Try it
Work out how many lines of the entries have the word "ImageClient" in them. Respond with that number only.

Entries provided
--*--
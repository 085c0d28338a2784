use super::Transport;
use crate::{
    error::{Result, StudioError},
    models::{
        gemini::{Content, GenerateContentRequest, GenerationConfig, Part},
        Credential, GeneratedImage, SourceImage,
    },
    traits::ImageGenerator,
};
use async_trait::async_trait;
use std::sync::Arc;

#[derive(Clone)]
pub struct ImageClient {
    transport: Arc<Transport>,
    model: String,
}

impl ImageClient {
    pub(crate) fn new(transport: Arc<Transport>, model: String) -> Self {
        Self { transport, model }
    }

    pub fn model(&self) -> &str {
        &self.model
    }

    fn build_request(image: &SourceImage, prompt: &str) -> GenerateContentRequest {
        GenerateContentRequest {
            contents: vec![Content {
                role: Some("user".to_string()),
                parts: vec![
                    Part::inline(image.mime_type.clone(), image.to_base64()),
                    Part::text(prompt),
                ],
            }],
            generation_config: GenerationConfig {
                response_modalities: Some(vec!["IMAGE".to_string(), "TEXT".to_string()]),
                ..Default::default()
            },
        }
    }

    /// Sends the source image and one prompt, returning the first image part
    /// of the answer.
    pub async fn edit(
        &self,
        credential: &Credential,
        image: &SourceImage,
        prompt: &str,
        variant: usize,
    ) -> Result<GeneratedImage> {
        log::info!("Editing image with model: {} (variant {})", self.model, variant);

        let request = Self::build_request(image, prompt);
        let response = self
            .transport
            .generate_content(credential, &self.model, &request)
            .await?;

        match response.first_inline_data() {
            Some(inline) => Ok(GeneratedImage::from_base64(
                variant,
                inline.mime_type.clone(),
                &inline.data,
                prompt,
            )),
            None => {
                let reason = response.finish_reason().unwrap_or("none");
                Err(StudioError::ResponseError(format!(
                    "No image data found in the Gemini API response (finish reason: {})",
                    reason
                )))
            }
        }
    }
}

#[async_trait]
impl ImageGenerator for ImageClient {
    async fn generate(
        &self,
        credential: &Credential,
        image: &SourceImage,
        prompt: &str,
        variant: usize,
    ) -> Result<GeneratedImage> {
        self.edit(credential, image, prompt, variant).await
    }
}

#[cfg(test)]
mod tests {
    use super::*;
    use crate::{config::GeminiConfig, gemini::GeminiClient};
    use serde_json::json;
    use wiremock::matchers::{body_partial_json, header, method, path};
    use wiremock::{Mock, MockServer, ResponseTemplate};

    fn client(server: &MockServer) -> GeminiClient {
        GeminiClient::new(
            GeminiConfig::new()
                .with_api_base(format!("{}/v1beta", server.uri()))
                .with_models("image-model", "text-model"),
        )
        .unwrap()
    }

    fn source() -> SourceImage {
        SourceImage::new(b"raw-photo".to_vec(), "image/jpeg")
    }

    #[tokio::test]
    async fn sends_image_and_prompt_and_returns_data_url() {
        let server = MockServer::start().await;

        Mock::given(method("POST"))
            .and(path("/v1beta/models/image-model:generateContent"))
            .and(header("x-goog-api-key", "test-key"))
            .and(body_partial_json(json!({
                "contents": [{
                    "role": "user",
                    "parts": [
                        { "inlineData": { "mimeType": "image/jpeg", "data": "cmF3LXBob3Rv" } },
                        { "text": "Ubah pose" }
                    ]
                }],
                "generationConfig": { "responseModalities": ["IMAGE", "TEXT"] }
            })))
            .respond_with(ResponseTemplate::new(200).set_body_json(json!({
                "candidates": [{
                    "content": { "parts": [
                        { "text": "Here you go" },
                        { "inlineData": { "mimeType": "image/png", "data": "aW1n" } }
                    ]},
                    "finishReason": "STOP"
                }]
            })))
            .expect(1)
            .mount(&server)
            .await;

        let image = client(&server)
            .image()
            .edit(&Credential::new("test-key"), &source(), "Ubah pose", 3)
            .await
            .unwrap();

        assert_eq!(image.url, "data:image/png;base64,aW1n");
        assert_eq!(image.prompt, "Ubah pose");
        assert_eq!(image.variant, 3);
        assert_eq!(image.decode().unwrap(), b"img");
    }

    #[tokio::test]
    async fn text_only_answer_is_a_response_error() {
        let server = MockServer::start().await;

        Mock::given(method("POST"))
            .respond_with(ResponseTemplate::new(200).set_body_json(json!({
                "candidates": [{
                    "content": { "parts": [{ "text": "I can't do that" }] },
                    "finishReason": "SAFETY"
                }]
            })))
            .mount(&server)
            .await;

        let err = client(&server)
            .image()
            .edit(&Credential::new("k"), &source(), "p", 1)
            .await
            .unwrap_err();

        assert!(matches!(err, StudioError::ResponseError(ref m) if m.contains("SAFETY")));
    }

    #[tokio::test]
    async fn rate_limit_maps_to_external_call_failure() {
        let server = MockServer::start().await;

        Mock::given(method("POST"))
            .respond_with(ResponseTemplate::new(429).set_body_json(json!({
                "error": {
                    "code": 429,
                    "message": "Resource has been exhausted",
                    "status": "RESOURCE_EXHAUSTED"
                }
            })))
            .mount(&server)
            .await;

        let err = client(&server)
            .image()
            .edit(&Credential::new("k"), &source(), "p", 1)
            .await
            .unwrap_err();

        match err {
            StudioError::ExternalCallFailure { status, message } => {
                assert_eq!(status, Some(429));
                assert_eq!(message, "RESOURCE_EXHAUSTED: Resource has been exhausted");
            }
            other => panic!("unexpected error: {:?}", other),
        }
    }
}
--*--
Result of this exercise
3